**Aim of the exercise:** Wherever the word "serde" turns up in a line of the entries, copy that line.

**Information shown:**

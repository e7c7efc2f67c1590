use anyhow::Result;
use sqlx::{migrate::MigrateDatabase, sqlite::SqlitePoolOptions, Sqlite, SqlitePool};
use std::path::Path;
use tokio::fs;
use tracing::info;

pub async fn init_database(db_path: &str) -> Result<SqlitePool> {
    if let Some(parent) = Path::new(db_path).parent() {
        fs::create_dir_all(parent).await?;
    }

    let db_url = format!("sqlite://{}", db_path);

    if !Sqlite::database_exists(&db_url).await? {
        info!(path = %db_path, "Creating new database");
        Sqlite::create_database(&db_url).await?;
    }

    let pool = SqlitePoolOptions::new()
        .max_connections(5)
        .connect(&db_url)
        .await?;

    info!("Running database migrations");
    sqlx::migrate!("./migrations").run(&pool).await?;

    Ok(pool)
}

pub async fn init_test_database() -> Result<SqlitePool> {
    // One connection: every in-memory connection is its own database.
    let pool = SqlitePoolOptions::new()
        .max_connections(1)
        .connect("sqlite::memory:")
        .await?;

    sqlx::migrate!("./migrations").run(&pool).await?;

    Ok(pool)
}
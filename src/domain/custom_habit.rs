use chrono::NaiveDate;
use serde::{Deserialize, Serialize};
use std::collections::BTreeSet;
use uuid::Uuid;

use crate::domain::habit::validate_name;
use crate::error::DomainError;

/// A habit that only runs between two dates, e.g. a 30-day challenge.
#[derive(Debug, Clone, Serialize, Deserialize, PartialEq)]
#[serde(rename_all = "camelCase")]
pub struct CustomHabit {
    pub id: Uuid,
    pub name: String,
    pub start_date: NaiveDate,
    pub end_date: NaiveDate,
    #[serde(default)]
    pub completed_dates: BTreeSet<NaiveDate>,
}

impl CustomHabit {
    pub fn new(
        name: impl Into<String>,
        start_date: NaiveDate,
        end_date: NaiveDate,
    ) -> Result<Self, DomainError> {
        let name = validate_name(name.into())?;
        if end_date < start_date {
            return Err(DomainError::validation(
                "end_date",
                "must not be before start_date",
            ));
        }
        Ok(Self {
            id: Uuid::new_v4(),
            name,
            start_date,
            end_date,
            completed_dates: BTreeSet::new(),
        })
    }

    pub fn covers(&self, date: NaiveDate) -> bool {
        self.start_date <= date && date <= self.end_date
    }

    pub fn toggle(&mut self, date: NaiveDate) -> Result<bool, DomainError> {
        if !self.covers(date) {
            return Err(DomainError::OutsideHabitRange { id: self.id, date });
        }
        if self.completed_dates.remove(&date) {
            Ok(false)
        } else {
            self.completed_dates.insert(date);
            Ok(true)
        }
    }

    pub fn total_days(&self) -> i64 {
        (self.end_date - self.start_date).num_days() + 1
    }

    /// Fraction of the range checked off, in `0.0..=1.0`.
    pub fn progress(&self) -> f64 {
        self.completed_dates.len() as f64 / self.total_days() as f64
    }
}
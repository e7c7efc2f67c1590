use chrono::NaiveDate;
use uuid::Uuid;

use crate::domain::daily_task::{DailyTask, DailyTasks, Subtask};
use crate::domain::data_set::DataSetName;
use crate::domain::habit::validate_name;
use crate::domain::user::UserId;
use crate::error::DomainError;
use crate::services::sync_channel::{SyncBinding, SyncChannel};

pub struct DailyTaskList {
    tasks: SyncBinding<DailyTasks>,
}

impl DailyTaskList {
    pub fn new(channel: &SyncChannel, user: Option<UserId>) -> Self {
        Self {
            tasks: channel.bind(user, DataSetName::builtin(DataSetName::DAILY_TASKS), DailyTasks::default()),
        }
    }

    pub fn set_user(&self, user: Option<UserId>) {
        self.tasks.set_user(user);
    }

    pub fn loading(&self) -> bool {
        self.tasks.loading()
    }

    pub fn tasks_on(&self, date: NaiveDate) -> Vec<DailyTask> {
        self.tasks.value().on(date).to_vec()
    }

    /// Runs `edit` on a copy first so a failing edit never reaches the
    /// binding, then applies it for real.
    fn edit<R>(&self, edit: impl Fn(&mut DailyTasks) -> Result<R, DomainError>) -> Result<R, DomainError> {
        if self.tasks.user().is_none() {
            return Err(DomainError::SignedOut);
        }
        let mut preview = self.tasks.value();
        let result = edit(&mut preview)?;
        self.tasks.update(|tasks| {
            let mut next = tasks.clone();
            match edit(&mut next) {
                Ok(_) => next,
                Err(_) => tasks.clone(),
            }
        });
        Ok(result)
    }

    pub fn add_task(&self, date: NaiveDate, title: impl Into<String>) -> Result<DailyTask, DomainError> {
        let task = DailyTask::new(title)?;
        self.edit(|tasks| {
            tasks.push(date, task.clone());
            Ok(())
        })?;
        Ok(task)
    }

    pub fn toggle_task(&self, date: NaiveDate, task_id: Uuid) -> Result<bool, DomainError> {
        self.edit(|tasks| {
            let task = tasks.find_mut(date, task_id)?;
            let done = !task.done;
            task.set_done(done);
            Ok(done)
        })
    }

    pub fn remove_task(&self, date: NaiveDate, task_id: Uuid) -> Result<(), DomainError> {
        self.edit(|tasks| tasks.remove(date, task_id).map(|_| ()))
    }

    pub fn add_subtask(&self, date: NaiveDate, task_id: Uuid, title: impl Into<String>) -> Result<Subtask, DomainError> {
        let subtask = Subtask {
            id: Uuid::new_v4(),
            title: validate_name(title.into())?,
            done: false,
        };
        self.edit(|tasks| {
            let task = tasks.find_mut(date, task_id)?;
            task.subtasks.push(subtask.clone());
            // A new open subtask reopens the task.
            task.done = false;
            Ok(())
        })?;
        Ok(subtask)
    }

    pub fn toggle_subtask(&self, date: NaiveDate, task_id: Uuid, subtask_id: Uuid) -> Result<bool, DomainError> {
        self.edit(|tasks| tasks.find_mut(date, task_id)?.toggle_subtask(subtask_id))
    }
}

**Final answer:**
use serde::{Deserialize, Serialize};
#[serde(rename_all = "camelCase")]
    #[serde(default)]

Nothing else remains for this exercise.